The version of CuPy must be compatible with your CUDA version. See the [CuPy

installation guide](https://docs.cupy.dev/en/stable/install.html) to see the

available versions of CuPy.



Ensure you use, correctly, either `pip install .[cuda11x]` or `pip install

.[cuda12x]` in the instructions above. You may also, instead, install CuPy

yourself.



#### Apptainer Definition File



Apptainer definition files `poisson_icing.def`, `poisson_icing_cuda11.def`

and `poisson_icing_cpu_only.def` are provided should you wish to build this

library in a container or use it to further troubleshooting.



## Examples



### GPU



![1000x1000 image containing a sample from Poisson-Ising model](gpu-example.webp)

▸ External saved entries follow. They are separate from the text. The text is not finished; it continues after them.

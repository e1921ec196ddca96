//! YAML configuration for Vibe Matcher
//!
//! One file describes the embedder, where the catalog lives, the default result count and the
//! smoke-test cases. Every section is optional; missing fields take their defaults.
//!
//! ## Example YAML Configuration
//!
//! ```yaml
//! version: "1.0"
//!
//! semantic:
//!   mode: "onnx"
//!   model_path: "./models/all-mpnet-base-v2/onnx/model.onnx"
//!   tokenizer_path: "./models/all-mpnet-base-v2/tokenizer.json"
//!
//! catalog:
//!   path: "assets/catalog.json"
//!
//! matcher:
//!   default_top_n: 3
//!
//! smoke:
//!   threshold: 0.7
//!   cases:
//!     - query: "energetic urban chic"
//!       expected: "Urbanite Tech Runner"
//! ```
//!
//! ## Environment overrides
//!
//! Applied by [`VibeConfig::load`] after the file is read:
//!
//! - `VIBEMATCHER_SEMANTIC_MODE` - `onnx` or `fast`
//! - `VIBEMATCHER_MODEL_PATH` - local ONNX file
//! - `VIBEMATCHER_TOKENIZER_PATH` - local `tokenizer.json`
//! - `VIBEMATCHER_CATALOG` - catalog JSON path

use std::env;
use std::fs;
use std::path::{Path, PathBuf};

use semantic::{EmbeddingMode, SemanticConfig};
use serde::{Deserialize, Serialize};
use thiserror::Error;

use crate::smoke::SmokeConfig;

pub const ENV_SEMANTIC_MODE: &str = "VIBEMATCHER_SEMANTIC_MODE";
pub const ENV_MODEL_PATH: &str = "VIBEMATCHER_MODEL_PATH";
pub const ENV_TOKENIZER_PATH: &str = "VIBEMATCHER_TOKENIZER_PATH";
pub const ENV_CATALOG: &str = "VIBEMATCHER_CATALOG";

/// Errors that can occur when loading YAML configuration files
#[derive(Debug, Error)]
pub enum ConfigLoadError {
    #[error("failed to read config file: {0}")]
    FileRead(#[from] std::io::Error),

    #[error("failed to parse YAML: {0}")]
    YamlParse(#[from] serde_yaml::Error),

    #[error("validation error: {0}")]
    Validation(String),

    #[error("unsupported config version: {0}")]
    UnsupportedVersion(String),
}

/// Top-level application configuration.
#[derive(Debug, Clone, Serialize, Deserialize, PartialEq)]
#[serde(rename_all = "snake_case")]
pub struct VibeConfig {
    /// Configuration format version
    pub version: String,

    /// Optional configuration name/description
    #[serde(default)]
    pub name: Option<String>,

    #[serde(default)]
    pub semantic: SemanticConfig,

    #[serde(default)]
    pub catalog: CatalogYamlConfig,

    #[serde(default)]
    pub matcher: MatcherYamlConfig,

    #[serde(default)]
    pub smoke: SmokeConfig,
}

impl VibeConfig {
    /// Load a YAML configuration file from the given path
    pub fn from_file<P: AsRef<Path>>(path: P) -> Result<Self, ConfigLoadError> {
        let content = fs::read_to_string(path)?;
        Self::from_yaml(&content)
    }

    /// Parse YAML configuration from a string
    pub fn from_yaml(yaml: &str) -> Result<Self, ConfigLoadError> {
        let config: VibeConfig = serde_yaml::from_str(yaml)?;
        config.validate()?;
        Ok(config)
    }

    /// File (or defaults when `path` is `None`) plus `VIBEMATCHER_*` environment overrides.
    pub fn load(path: Option<&Path>) -> Result<Self, ConfigLoadError> {
        let mut config = match path {
            Some(path) => Self::from_file(path)?,
            None => Self::default(),
        };
        config.apply_env_overrides(|key| env::var(key).ok())?;
        config.validate()?;
        Ok(config)
    }

    /// Apply overrides from `lookup`, which maps a variable name to its value.
    pub fn apply_env_overrides<F>(&mut self, lookup: F) -> Result<(), ConfigLoadError>
    where
        F: Fn(&str) -> Option<String>,
    {
        if let Some(mode) = lookup(ENV_SEMANTIC_MODE) {
            self.semantic.mode = mode
                .parse::<EmbeddingMode>()
                .map_err(|e| ConfigLoadError::Validation(format!("{ENV_SEMANTIC_MODE}: {e}")))?;
        }
        if let Some(path) = lookup(ENV_MODEL_PATH) {
            self.semantic.model_path = PathBuf::from(path);
        }
        if let Some(path) = lookup(ENV_TOKENIZER_PATH) {
            self.semantic.tokenizer_path = Some(PathBuf::from(path));
        }
        if let Some(path) = lookup(ENV_CATALOG) {
            self.catalog.path = PathBuf::from(path);
        }
        Ok(())
    }

    /// Validate the configuration
    pub fn validate(&self) -> Result<(), ConfigLoadError> {
        match self.version.as_str() {
            "1.0" | "1" => Ok(()),
            v => Err(ConfigLoadError::UnsupportedVersion(v.to_string())),
        }?;

        if self.semantic.max_sequence_length == 0 {
            return Err(ConfigLoadError::Validation(
                "semantic.max_sequence_length must be >= 1".to_string(),
            ));
        }
        if self.semantic.stub_dimension == 0 {
            return Err(ConfigLoadError::Validation(
                "semantic.stub_dimension must be >= 1".to_string(),
            ));
        }
        if self.catalog.path.as_os_str().is_empty() {
            return Err(ConfigLoadError::Validation(
                "catalog.path must not be empty".to_string(),
            ));
        }
        self.matcher.validate()?;

        if !(-1.0..=1.0).contains(&self.smoke.threshold) {
            return Err(ConfigLoadError::Validation(
                "smoke.threshold must be between -1.0 and 1.0".to_string(),
            ));
        }
        if self.smoke.cases.iter().any(|c| c.query.trim().is_empty()) {
            return Err(ConfigLoadError::Validation(
                "smoke.cases[].query must not be empty".to_string(),
            ));
        }
        Ok(())
    }
}

impl Default for VibeConfig {
    fn default() -> Self {
        Self {
            version: "1.0".to_string(),
            name: None,
            semantic: SemanticConfig::default(),
            catalog: CatalogYamlConfig::default(),
            matcher: MatcherYamlConfig::default(),
            smoke: SmokeConfig::default(),
        }
    }
}

/// Where the catalog JSON lives.
#[derive(Debug, Clone, Serialize, Deserialize, PartialEq)]
pub struct CatalogYamlConfig {
    #[serde(default = "default_catalog_path")]
    pub path: PathBuf,
}

impl Default for CatalogYamlConfig {
    fn default() -> Self {
        Self {
            path: default_catalog_path(),
        }
    }
}

/// Matcher YAML configuration
#[derive(Debug, Clone, Serialize, Deserialize, PartialEq)]
pub struct MatcherYamlConfig {
    /// Result count used when a caller does not ask for one.
    #[serde(default = "default_top_n")]
    pub default_top_n: usize,
}

impl MatcherYamlConfig {
    fn validate(&self) -> Result<(), ConfigLoadError> {
        if self.default_top_n == 0 {
            return Err(ConfigLoadError::Validation(
                "matcher.default_top_n must be >= 1".to_string(),
            ));
        }
        Ok(())
    }
}

impl Default for MatcherYamlConfig {
    fn default() -> Self {
        Self {
            default_top_n: default_top_n(),
        }
    }
}

fn default_catalog_path() -> PathBuf {
    PathBuf::from("assets/catalog.json")
}

fn default_top_n() -> usize {
    3
}
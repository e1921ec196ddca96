use crate::config::ServerConfig;
use crate::error::{ServerError, ServerResult};
use matcher::VibeMatcher;
use std::sync::Arc;
use vibematcher::{load_matcher, VibeConfig, FATAL_LOAD_MESSAGE};

/// Whether the matcher came up at startup.
#[derive(Clone)]
pub enum EngineState {
    Ready(Arc<VibeMatcher>),
    /// Load failed; the server keeps answering health probes and reports this on every API call.
    Failed(String),
}

/// Shared application state
#[derive(Clone)]
pub struct ServerState {
    /// Server configuration
    pub config: Arc<ServerConfig>,

    /// Application config (model, catalog, defaults, smoke cases)
    pub app: Arc<VibeConfig>,

    /// Matcher, loaded once at startup
    pub engine: EngineState,
}

impl ServerState {
    /// Load the application config and bring the matcher up.
    ///
    /// A config error is returned to the caller. A model or catalog failure is not: the state is
    /// built in [`EngineState::Failed`] so clients see the fatal message instead of a dead port.
    pub async fn initialize(config: ServerConfig) -> ServerResult<Self> {
        let app = VibeConfig::load(config.app_config.as_deref())
            .map_err(|e| ServerError::Config(e.to_string()))?;

        let engine = match load_matcher(&app).await {
            Ok(matcher) => {
                tracing::info!(
                    model = matcher.model_name(),
                    items = matcher.catalog().len(),
                    "matcher ready"
                );
                EngineState::Ready(Arc::new(matcher))
            }
            Err(err) => {
                tracing::error!(error = %err, "{FATAL_LOAD_MESSAGE}");
                EngineState::Failed(err.to_string())
            }
        };

        Ok(Self {
            config: Arc::new(config),
            app: Arc::new(app),
            engine,
        })
    }

    /// State around an already-built matcher.
    pub fn with_matcher(config: ServerConfig, app: VibeConfig, matcher: VibeMatcher) -> Self {
        Self {
            config: Arc::new(config),
            app: Arc::new(app),
            engine: EngineState::Ready(Arc::new(matcher)),
        }
    }

    /// State for a matcher that failed to load.
    pub fn failed(config: ServerConfig, app: VibeConfig, reason: impl Into<String>) -> Self {
        Self {
            config: Arc::new(config),
            app: Arc::new(app),
            engine: EngineState::Failed(reason.into()),
        }
    }

    pub fn is_ready(&self) -> bool {
        matches!(self.engine, EngineState::Ready(_))
    }

    /// The matcher, or a 503 carrying the fatal load message.
    pub fn matcher(&self) -> ServerResult<Arc<VibeMatcher>> {
        match &self.engine {
            EngineState::Ready(matcher) => Ok(Arc::clone(matcher)),
            EngineState::Failed(_) => Err(ServerError::Unavailable(FATAL_LOAD_MESSAGE.to_string())),
        }
    }
}

/// Server metadata for health checks
#[derive(Debug, serde::Serialize)]
pub struct ServerMetadata {
    pub version: String,
    pub uptime_seconds: u64,
    pub model: String,
    pub catalog_items: usize,
}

To define the model, the following were provided:



* The Poisson rate for each pixel in the image `rate_param`

* The interation term which is constant `interaction`



To request how many samples to take, the following were provided:



* The number of saved samples `n_sample`

* The thinning parameter `n_thin`



To initalise the sampling, the following were provided:



* The initial image to start sampling from `initial_image`. This contains random

  Poisson samples.

* A `cupy` random number generator



Lastly, the block dimension for the GPU is needed. This is a tuning parameter

which affects the performance of the code. Block dimensions of 32×2,

64×1, 8×8 are good starting points.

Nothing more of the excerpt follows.